Nearly all cat foods have some level of odor that is either neutral or mildly disagreeable, depending on what you consider disagreeable in the first place. Since cat food ingredients contain organ meats, bone, and marrow, there’s not much you can do when you open a new can.
If there’s some real fish thrown in by the manufacturer, the fish smell will mingle with the additional ingredients that serve as extenders or fillers. To add to the current trouble is that cat poo will smell the same as the food you give the feline. In short, you will deal with the smell of the food in the bowl and the result after the cat digests the food. That’s double trouble if you think about it.
If you want the suffering to cease, you need to purchase different cat food brands that have been formulated differently first. The difference in the ratios of ingredients may affect the smell. The second option is to switch to dry kibble. However, there is no assurance as dry kibble is also manufactured from more or less the same ingredients as wet cat food.
How to Choose the Least Smelly Cat Food?
For the most part, the problem with smelly cat food has something to do with how the smell of fresh food diffuses throughout the house. If you need to fill several small bowls with fresh cat food every few hours, the smell is going to permeate the air, and it’s going to stick to the walls, too.

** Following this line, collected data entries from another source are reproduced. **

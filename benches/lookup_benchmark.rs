// ============================================================================
// Geowindow Benchmarks
// ============================================================================
//
// Benchmark Categories:
// 1. Literal Parsing - Text to exact decimal
// 2. Normalization - Whole-turn reduction at growing magnitudes
// 3. Planning - Single and split window plans
// 4. Full Lookup - End-to-end lookup over the in-memory store
// ============================================================================

use criterion::{criterion_group, criterion_main, BenchmarkId, Criterion};
use geowindow::numeric::DecimalLiteral;
use geowindow::prelude::*;
use std::hint::black_box;
use std::sync::Arc;

fn lit(text: &str) -> DecimalLiteral {
    DecimalLiteral::parse(text).unwrap()
}

fn benchmark_parse(c: &mut Criterion) {
    let mut group = c.benchmark_group("parse");

    for text in ["170", "-189.6544", "36000000000000000190.123456789"] {
        group.bench_with_input(BenchmarkId::from_parameter(text), text, |b, text| {
            b.iter(|| black_box(DecimalLiteral::parse(black_box(text))))
        });
    }

    group.finish();
}

fn benchmark_normalize(c: &mut Criterion) {
    let mut group = c.benchmark_group("normalize");

    for text in ["12.5", "200.12", "-189.6544", "539.07", "-36000000000000000190.5"] {
        let lon = lit(text);
        group.bench_with_input(BenchmarkId::from_parameter(text), &lon, |b, lon| {
            b.iter(|| black_box(normalize(black_box(lon))))
        });
    }

    group.finish();
}

fn benchmark_plan(c: &mut Criterion) {
    let mut group = c.benchmark_group("plan");
    let lat = DegreeRange::parse("-60", "60").unwrap();

    for (name, min, max) in [
        ("single", "-20.5", "30.25"),
        ("split", "170", "200"),
        ("shifted", "1090.5", "1100.75"),
    ] {
        let lon = DegreeRange::parse(min, max).unwrap();
        group.bench_with_input(BenchmarkId::from_parameter(name), &lon, |b, lon| {
            b.iter(|| black_box(plan(black_box(lon), &lat)))
        });
    }

    group.finish();
}

fn benchmark_lookup(c: &mut Criterion) {
    let mut group = c.benchmark_group("lookup");

    for num_points in [10, 100, 1000] {
        // Points spread evenly around the globe, so every window sees a share
        let store = Arc::new(InMemoryPointStore::with_documents((0..num_points).map(|i| {
            let lon = -180.0 + 360.0 * f64::from(i) / f64::from(num_points);
            PointDocument::new()
                .with_field("lon", lit(&format!("{:.4}", lon)))
                .with_field("lat", lit(&format!("{:.2}", f64::from(i % 120) - 60.0)))
                .with_field("magnitude", lit("5.5"))
        })));

        let service = CoordinateServiceBuilder::earthquake_catalogue()
            .build(store, Arc::new(NoOpObserver))
            .unwrap();
        let request = LookupRequest::new(("170", "200"), ("-60", "60"));

        group.bench_with_input(
            BenchmarkId::new("antimeridian", num_points),
            &request,
            |b, request| b.iter(|| black_box(service.lookup(black_box(request)))),
        );
    }

    group.finish();
}

criterion_group!(
    benches,
    benchmark_parse,
    benchmark_normalize,
    benchmark_plan,
    benchmark_lookup,
);
criterion_main!(benches);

This can be problematic for people who don’t like strong odors. Cat food is all about odors because manufacturers also add palatines or chemicals that improve the taste of the end consumer’s taste, which is the cat.

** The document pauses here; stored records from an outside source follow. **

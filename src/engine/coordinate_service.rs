// ============================================================================
// Coordinate Service
// Core lookup pipeline: plan, query storage, project every record
// ============================================================================

use super::planner;
use super::projector::ResultProjector;
use crate::domain::{
    LookupError, LookupRequest, LookupResponse, LookupWindow, PointRecord, ServiceConfig,
};
use crate::interfaces::{LookupEvent, LookupId, LookupObserver, PointStore};
use chrono::Utc;
use std::sync::Arc;

/// Window lookup service over an injected point store.
///
/// Holds no mutable state: any number of threads may call `lookup`
/// concurrently on a shared instance.
pub struct CoordinateService {
    /// Collection binding and limits
    config: ServiceConfig,

    /// Storage collaborator
    store: Arc<dyn PointStore>,

    /// Projection of stored records into output form
    projector: ResultProjector,

    /// Observer for lookup events
    observer: Arc<dyn LookupObserver>,
}

impl CoordinateService {
    /// Create a new coordinate service
    pub fn new(
        config: ServiceConfig,
        store: Arc<dyn PointStore>,
        observer: Arc<dyn LookupObserver>,
    ) -> Self {
        Self {
            config,
            store,
            projector: ResultProjector::new(),
            observer,
        }
    }

    /// Parse a raw request and run the lookup.
    pub fn lookup(&self, request: &LookupRequest) -> Result<LookupResponse, LookupError> {
        let lookup_id = LookupId::new();

        match request.window() {
            Ok(window) => self.execute(lookup_id, &window),
            Err(error) => {
                tracing::debug!(%lookup_id, %error, "rejected lookup request");
                self.observer.on_event(LookupEvent::failed(lookup_id, &error));
                Err(error)
            },
        }
    }

    /// Run a lookup for an already-parsed window.
    pub fn lookup_window(&self, window: &LookupWindow) -> Result<LookupResponse, LookupError> {
        self.execute(LookupId::new(), window)
    }

    /// Run a lookup on the tokio blocking pool.
    #[cfg(feature = "async")]
    pub async fn spawn_lookup(
        self: Arc<Self>,
        request: LookupRequest,
    ) -> Result<LookupResponse, LookupError> {
        tokio::task::spawn_blocking(move || self.lookup(&request))
            .await
            .map_err(|error| LookupError::Aborted(error.to_string()))?
    }

    /// Get the service configuration
    pub fn config(&self) -> &ServiceConfig {
        &self.config
    }

    /// Get the collection name
    pub fn collection(&self) -> &str {
        &self.config.collection
    }

    /// Get the storage collaborator's name
    pub fn store_name(&self) -> &str {
        self.store.name()
    }

    // ========================================================================
    // Private methods
    // ========================================================================

    fn execute(
        &self,
        lookup_id: LookupId,
        window: &LookupWindow,
    ) -> Result<LookupResponse, LookupError> {
        let mut events = Vec::new();
        let result = self.run(lookup_id, window, &mut events);

        match &result {
            Ok(response) => {
                tracing::debug!(%lookup_id, points = response.len(), "coordinate lookup finished");
            },
            Err(error) => {
                tracing::debug!(%lookup_id, %error, "coordinate lookup failed");
                events.push(LookupEvent::failed(lookup_id, error));
            },
        }

        self.observer.on_events(events);
        result
    }

    fn run(
        &self,
        lookup_id: LookupId,
        window: &LookupWindow,
        events: &mut Vec<LookupEvent>,
    ) -> Result<LookupResponse, LookupError> {
        events.push(LookupEvent::LookupReceived {
            lookup_id,
            window: format!("lon {} x lat {}", window.lon, window.lat),
            timestamp: Utc::now(),
        });

        // An inverted raw window is a caller error whatever the store holds.
        if window.lon.is_inverted() {
            return Err(LookupError::inverted_window(&window.lon));
        }

        let plan = planner::plan(&window.lon, &window.lat)?;
        events.push(LookupEvent::PlanBuilt {
            lookup_id,
            split: plan.is_split(),
            timestamp: Utc::now(),
        });

        let mut response = LookupResponse::default();
        let mut position = 0usize;

        for query in plan.queries() {
            let documents = self.store.find(query)?;
            tracing::trace!(
                %lookup_id,
                store = self.store.name(),
                %query,
                documents = documents.len(),
                "queried point store"
            );
            events.push(LookupEvent::StoreQueried {
                lookup_id,
                query: query.to_string(),
                documents: documents.len(),
                timestamp: Utc::now(),
            });

            for document in &documents {
                let record = PointRecord::from_document(document, self.config.kind, position)?;
                response.push(self.projector.project(&record, window)?);
                position += 1;
            }
        }

        events.push(LookupEvent::LookupCompleted {
            lookup_id,
            points: response.len(),
            timestamp: Utc::now(),
        });

        Ok(response)
    }
}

We recommend buying organic cat food made with real meat instead of meat byproducts. Meat byproducts are naturally smelly, and it will take some time before anyone can get used to the smell in the first place. The higher the protein source’s quality, the better the smell, but there will still be an odor (or odors). If you want the odors to disappear, you may have to rely on additional methods like installing an air purifier.
A cheaper alternative would be to install ventilation in the kitchen where pets are often fed, so any diffusion from the food will be carried outside. This works for large structures, so the method should work for your kitchen or any room in the house where the smell is the worst.
Shifting to another brand may address the smell, but in terms of poo smell, we’re afraid that there’s always going to be an off, gamey smell because cats are obligate carnivores, and waste from the digestion of meat never smells pretty.